*Task*: Identify all lines in the listing that include the word "core", and copy them out.

- - - - -

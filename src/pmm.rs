//! Power management module

use msp430fr2355::PMM;

/// PMM type. Existence of a `Pmm` proves the GPIO configuration has been unlocked.
pub struct Pmm(PMM);

impl Pmm {
    /// Clears the LOCKLPM5 bit and returns a `Pmm`. Until this runs, pin settings written to the
    /// port registers do not reach the pins.
    pub fn new(pmm: PMM) -> Pmm {
        pmm.pm5ctl0.write(|w| w.locklpm5().locklpm5_0());
        Pmm(pmm)
    }
}
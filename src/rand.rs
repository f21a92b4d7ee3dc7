//! Pseudo-random numbers for the flame flicker.
//!
//! A linear congruential generator with the same recurrence and output range as the classic C
//! library `rand()`, so a given seed produces the familiar sequence (seed 1 starts 16838, 5758,
//! 10113, ...). It is not suitable for anything but visual noise.

const MULTIPLIER: u32 = 1_103_515_245;
const INCREMENT: u32 = 12_345;

/// Largest value returned by [`Lcg::next_u15`]
pub const RAND_MAX: u16 = 0x7FFF;

/// Linear congruential generator
#[derive(Debug, Clone, Copy, PartialEq, Eq)]
#[cfg_attr(feature = "defmt", derive(defmt::Format))]
pub struct Lcg {
    state: u32,
}

impl Lcg {
    /// Create a generator from a seed
    pub const fn new(seed: u32) -> Self {
        Lcg { state: seed }
    }

    /// Next value in `0..=RAND_MAX`
    pub fn next_u15(&mut self) -> u16 {
        self.state = self.state.wrapping_mul(MULTIPLIER).wrapping_add(INCREMENT);
        ((self.state >> 16) as u16) & RAND_MAX
    }

    /// Next value reduced modulo `n`, or 0 if `n` is 0
    pub fn below(&mut self, n: u16) -> u16 {
        let r = self.next_u15();
        if n == 0 {
            0
        } else {
            r % n
        }
    }
}

impl Default for Lcg {
    fn default() -> Self {
        Lcg::new(1)
    }
}

#[cfg(test)]
mod tests {
    use super::*;

    #[test]
    fn matches_c_library_sequence() {
        let mut rng = Lcg::default();
        let seq: [u16; 5] = core::array::from_fn(|_| rng.next_u15());
        assert_eq!(seq, [16838, 5758, 10113, 17515, 31051]);
    }

    #[test]
    fn below_reduces_modulo() {
        let mut rng = Lcg::new(42);
        let seq: [u16; 4] = core::array::from_fn(|_| rng.below(20));
        assert_eq!(seq, [1, 13, 9, 1]);
    }

    #[test]
    fn below_zero_still_advances() {
        let mut a = Lcg::new(7);
        let mut b = Lcg::new(7);
        assert_eq!(a.below(0), 0);
        b.next_u15();
        assert_eq!(a, b);
    }
}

- - - - -

*Solution to this task*:
        let seq: [u16; 5] = core::array::from_fn(|_| rng.next_u15());
        let seq: [u16; 4] = core::array::from_fn(|_| rng.below(20));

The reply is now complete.